Monday, March 28, 2016


It is strange to observe how a one-liner can get a life of its own, multiply and become the gold standard. Once it sticks it becomes an uphill battle to roll back a perception, legitimized by repetition.  The Brussels terrorist attacks are a perfect example of this paradigm.

The US media were the first to advance the notion that in light of the objective circumstances for all to see, Belgium is a "failed state".  From this first assumed proposition, the premise led to the accepted conclusion that the Belgian "model" is structurally bankrupt.  Whatever the achievements might be otherwise, world opinion retains only the view of urban decay, adverserial socio-economic situations, and, last but not least, of a weak federal authority.  The land of beer, surrealism and chocolates has become in a fortnight the face of some Dickensian inferno.  With few exceptions (the prime minister), the communication matrix and the chain of command were totally inadequate.

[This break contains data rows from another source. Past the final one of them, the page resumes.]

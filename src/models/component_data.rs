//! Bulk upload of component data (`v2/ComponentData`)

use std::collections::HashMap;
use std::fmt;
use std::path::Path;

use serde::{Deserialize, Serialize};

use crate::error::{ApiError, Result};

/// The only upload method this client implements
pub const AWS_S3_UPLOAD_METHOD: &str = "AwsS3";

/// Where the uploaded documents are routed
#[derive(Debug, Clone, Copy, Default, PartialEq, Eq, Hash, Serialize, Deserialize)]
pub enum UrlType {
    #[default]
    Default,
    SastTables,
}

impl UrlType {
    pub fn as_str(self) -> &'static str {
        match self {
            UrlType::Default => "Default",
            UrlType::SastTables => "SastTables",
        }
    }
}

impl fmt::Display for UrlType {
    fn fmt(&self, f: &mut fmt::Formatter<'_>) -> fmt::Result {
        f.write_str(self.as_str())
    }
}

impl std::str::FromStr for UrlType {
    type Err = crate::error::Error;

    fn from_str(s: &str) -> Result<Self> {
        match s {
            "Default" => Ok(UrlType::Default),
            "SastTables" => Ok(UrlType::SastTables),
            other => Err(ApiError::InvalidUrlType(other.to_string()).into()),
        }
    }
}

#[derive(Debug, Clone, PartialEq, Eq, Serialize, Deserialize)]
pub struct DocumentSpec {
    pub name: String,
    pub size: u64,
}

#[derive(Debug, Clone, PartialEq, Serialize, Deserialize)]
#[serde(rename_all = "camelCase")]
pub struct InitialUploadRequest {
    pub name: String,
    pub tags: Vec<String>,
    pub supported_methods: Vec<String>,
    pub documents: Vec<DocumentSpec>,
    pub url_type: UrlType,
}

impl InitialUploadRequest {
    /// Describe `paths` by base name and size; fails if a file can't be stat'ed
    pub fn from_paths<P: AsRef<Path>>(
        name: impl Into<String>,
        tags: Vec<String>,
        paths: &[P],
        url_type: UrlType,
    ) -> Result<Self> {
        let documents = paths
            .iter()
            .map(|path| -> Result<DocumentSpec> {
                let path = path.as_ref();
                let metadata = std::fs::symlink_metadata(path)?;
                Ok(DocumentSpec {
                    name: file_name(path),
                    size: metadata.len(),
                })
            })
            .collect::<Result<Vec<_>>>()?;

        Ok(Self {
            name: name.into(),
            tags,
            supported_methods: vec![AWS_S3_UPLOAD_METHOD.to_string()],
            documents,
            url_type,
        })
    }
}

/// Base name under which a file is announced and uploaded
pub fn file_name(path: &Path) -> String {
    path.file_name()
        .map(|name| name.to_string_lossy().into_owned())
        .unwrap_or_else(|| path.to_string_lossy().into_owned())
}

#[derive(Debug, Clone, Default, PartialEq, Serialize, Deserialize)]
#[serde(rename_all = "camelCase")]
pub struct InitialUploadResponse {
    #[serde(default)]
    pub guid: String,
    #[serde(default)]
    pub upload_methods: Vec<UploadMethod>,
}

impl InitialUploadResponse {
    /// The last offered method named `method`
    pub fn method(&self, method: &str) -> Option<&UploadMethod> {
        self.upload_methods
            .iter()
            .rev()
            .find(|offered| offered.method == method)
    }
}

/// Upload method offered by the server: `info` maps file names to upload URLs
#[derive(Debug, Clone, Default, PartialEq, Serialize, Deserialize)]
pub struct UploadMethod {
    #[serde(default)]
    pub method: String,
    #[serde(default)]
    pub info: HashMap<String, String>,
}

#[derive(Debug, Clone, PartialEq, Serialize, Deserialize)]
#[serde(rename_all = "camelCase")]
pub struct CompleteUploadRequest {
    pub upload_guid: String,
    pub url_type: UrlType,
}

#[derive(Debug, Clone, Default, PartialEq, Serialize, Deserialize)]
pub struct CompleteUploadResponse {
    #[serde(default)]
    pub guid: String,
}

#[cfg(test)]
mod tests {
    use super::*;
    use serde_json::json;
    use std::io::Write;

    #[test]
    fn test_initial_request_from_paths() {
        let dir = tempfile::tempdir().unwrap();
        let path = dir.path().join("sast.db");
        std::fs::File::create(&path)
            .unwrap()
            .write_all(b"0123456789")
            .unwrap();

        let request =
            InitialUploadRequest::from_paths("scan", vec!["sast".to_string()], &[&path], UrlType::SastTables)
                .unwrap();
        assert_eq!(
            serde_json::to_value(&request).unwrap(),
            json!({
                "name": "scan",
                "tags": ["sast"],
                "supportedMethods": ["AwsS3"],
                "documents": [{"name": "sast.db", "size": 10}],
                "urlType": "SastTables"
            })
        );
    }

    #[test]
    fn test_missing_file_fails() {
        let err = InitialUploadRequest::from_paths(
            "scan",
            vec![],
            &["/definitely/not/here.json"],
            UrlType::Default,
        )
        .unwrap_err();
        assert!(matches!(err, crate::error::Error::Io(_)));
    }

    #[test]
    fn test_url_type_parsing() {
        assert_eq!("SastTables".parse::<UrlType>().unwrap(), UrlType::SastTables);
        let err = "Bogus".parse::<UrlType>().unwrap_err();
        assert_eq!(err.to_string(), "Invalid URL type: (Bogus)");
    }

    #[test]
    fn test_pick_upload_method() {
        let response: InitialUploadResponse = serde_json::from_value(json!({
            "guid": "UPLOAD_1",
            "uploadMethods": [
                {"method": "GcpGcs", "info": {}},
                {"method": "AwsS3", "info": {"a.json": "https://s3/a"}}
            ]
        }))
        .unwrap();
        let method = response.method(AWS_S3_UPLOAD_METHOD).unwrap();
        assert_eq!(method.info["a.json"], "https://s3/a");
        assert!(response.method("AzureBlob").is_none());
    }
}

The consequences of this deconstructed image will be major in terms of economic downfall (services), international credibility and political stability.  With many others, I have argued that the Belgian system is no stronger than a house of cards.  It is anti-modern and hostage to jealous resentments.  I fear that its lifespan is already too long to reverse course. The EU has its sick man.

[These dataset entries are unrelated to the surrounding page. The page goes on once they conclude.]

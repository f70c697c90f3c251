//! Capped exponential backoff
//!
//! Only the component data upload retries; every other call is single-shot.

use std::future::Future;
use std::time::Duration;

use async_trait::async_trait;
use log::debug;

use crate::error::Result;

/// First wait between attempts
pub const INITIAL_WAIT: Duration = Duration::from_secs(2);

/// Waits stop doubling before they reach this ceiling
pub const WAIT_CEILING: Duration = Duration::from_secs(60);

/// Something that can wait between attempts
#[async_trait]
pub trait Sleeper: Send + Sync {
    async fn sleep(&self, duration: Duration);
}

/// Waits on the tokio timer
#[derive(Debug, Clone, Copy, Default)]
pub struct TokioSleeper;

#[async_trait]
impl Sleeper for TokioSleeper {
    async fn sleep(&self, duration: Duration) {
        tokio::time::sleep(duration).await;
    }
}

/// Retry policy: one attempt, then one retry after each wait of
/// `initial, 2*initial, 4*initial, ...` below `ceiling`.
///
/// With the defaults the waits are 2s, 4s, 8s, 16s and 32s: six attempts in total.
#[derive(Debug, Clone, Copy, PartialEq, Eq)]
pub struct ExponentialBackoff {
    initial: Duration,
    ceiling: Duration,
}

impl Default for ExponentialBackoff {
    fn default() -> Self {
        Self {
            initial: INITIAL_WAIT,
            ceiling: WAIT_CEILING,
        }
    }
}

impl ExponentialBackoff {
    /// Custom schedule; `initial` is raised to one millisecond if zero
    pub fn new(initial: Duration, ceiling: Duration) -> Self {
        Self {
            initial: initial.max(Duration::from_millis(1)),
            ceiling,
        }
    }

    /// The waits taken between attempts, in order
    pub fn waits(&self) -> impl Iterator<Item = Duration> {
        let ceiling = self.ceiling;
        std::iter::successors(Some(self.initial), |wait| wait.checked_mul(2))
            .take_while(move |wait| *wait < ceiling)
    }

    /// Total number of attempts this policy makes before giving up
    pub fn max_attempts(&self) -> usize {
        self.waits().count() + 1
    }

    /// Run `operation` until it succeeds or the schedule is exhausted.
    ///
    /// The error of the last attempt is returned.
    pub async fn retry<T, F, Fut>(&self, sleeper: &dyn Sleeper, mut operation: F) -> Result<T>
    where
        F: FnMut() -> Fut,
        Fut: Future<Output = Result<T>>,
    {
        let mut result = operation().await;
        for wait in self.waits() {
            match result {
                Ok(value) => return Ok(value),
                Err(err) => {
                    debug!("operation failed, retrying in {:?}: {}", wait, err);
                    sleeper.sleep(wait).await;
                    result = operation().await;
                }
            }
        }
        result
    }
}

#[cfg(test)]
mod tests {
    use super::*;
    use crate::error::{ApiError, Error};
    use std::sync::Mutex;

    /// Records the requested waits instead of sleeping
    #[derive(Default)]
    struct RecordingSleeper {
        waits: Mutex<Vec<Duration>>,
    }

    #[async_trait]
    impl Sleeper for RecordingSleeper {
        async fn sleep(&self, duration: Duration) {
            self.waits.lock().unwrap().push(duration);
        }
    }

    fn failure(attempt: usize) -> Error {
        ApiError::InvalidResponse(format!("attempt {}", attempt)).into()
    }

    #[test]
    fn test_default_schedule() {
        let waits: Vec<u64> = ExponentialBackoff::default()
            .waits()
            .map(|wait| wait.as_secs())
            .collect();
        assert_eq!(waits, vec![2, 4, 8, 16, 32]);
        assert_eq!(ExponentialBackoff::default().max_attempts(), 6);
    }

    #[test]
    fn test_zero_initial_wait_terminates() {
        let backoff = ExponentialBackoff::new(Duration::ZERO, Duration::from_millis(10));
        assert_eq!(backoff.max_attempts(), 5);
    }

    #[tokio::test]
    async fn test_succeeds_after_two_failures() {
        let sleeper = RecordingSleeper::default();
        let mut attempts = 0;

        let result = ExponentialBackoff::default()
            .retry(&sleeper, || {
                attempts += 1;
                let attempt = attempts;
                async move {
                    if attempt < 3 {
                        Err(failure(attempt))
                    } else {
                        Ok(attempt)
                    }
                }
            })
            .await;

        assert_eq!(result.unwrap(), 3);
        assert_eq!(
            *sleeper.waits.lock().unwrap(),
            vec![Duration::from_secs(2), Duration::from_secs(4)]
        );
    }

    #[tokio::test]
    async fn test_first_success_never_waits() {
        let sleeper = RecordingSleeper::default();
        let result = ExponentialBackoff::default()
            .retry(&sleeper, || async { Ok::<_, Error>("done") })
            .await;
        assert_eq!(result.unwrap(), "done");
        assert!(sleeper.waits.lock().unwrap().is_empty());
    }

    #[tokio::test]
    async fn test_gives_up_with_last_error() {
        let sleeper = RecordingSleeper::default();
        let mut attempts = 0;

        let err = ExponentialBackoff::default()
            .retry(&sleeper, || {
                attempts += 1;
                let attempt = attempts;
                async move { Err::<(), _>(failure(attempt)) }
            })
            .await
            .unwrap_err();

        assert_eq!(attempts, 6);
        assert!(err.to_string().contains("attempt 6"));
        let total: Duration = sleeper.waits.lock().unwrap().iter().sum();
        assert_eq!(total, Duration::from_secs(62));
    }

    #[tokio::test(start_paused = true)]
    async fn test_tokio_sleeper_waits() {
        let start = tokio::time::Instant::now();
        TokioSleeper.sleep(Duration::from_secs(4)).await;
        assert!(start.elapsed() >= Duration::from_secs(4));
    }
}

All this is, to some extent however, unfair and exaggerated to a point. There are still enough "positives", but they belong to a pre-globalization mindset and fail to fill up the gaps, which observers have chosen to ignore for too long.  So, for the time-being Brussels will remain the unavoidable stopover for the repetitive EU and NATO meetings. Otherwise, the images of last week have removed for the foreseeable future the Pollyanna fiction in tourist brochures.  It is too bad that so many volunteers, medics, police, who did so much while being understaffed or taken for granted, are virtually absent from the TV screens worldwide. We are left with the hapless mayor of Molenbeek and some contrite ministers who couldn't make it anywhere else.
Last Sunday's black-shirt manifestation in the center of Brussels was one drop too many in this chalice of colliding frustrations and embarrassment.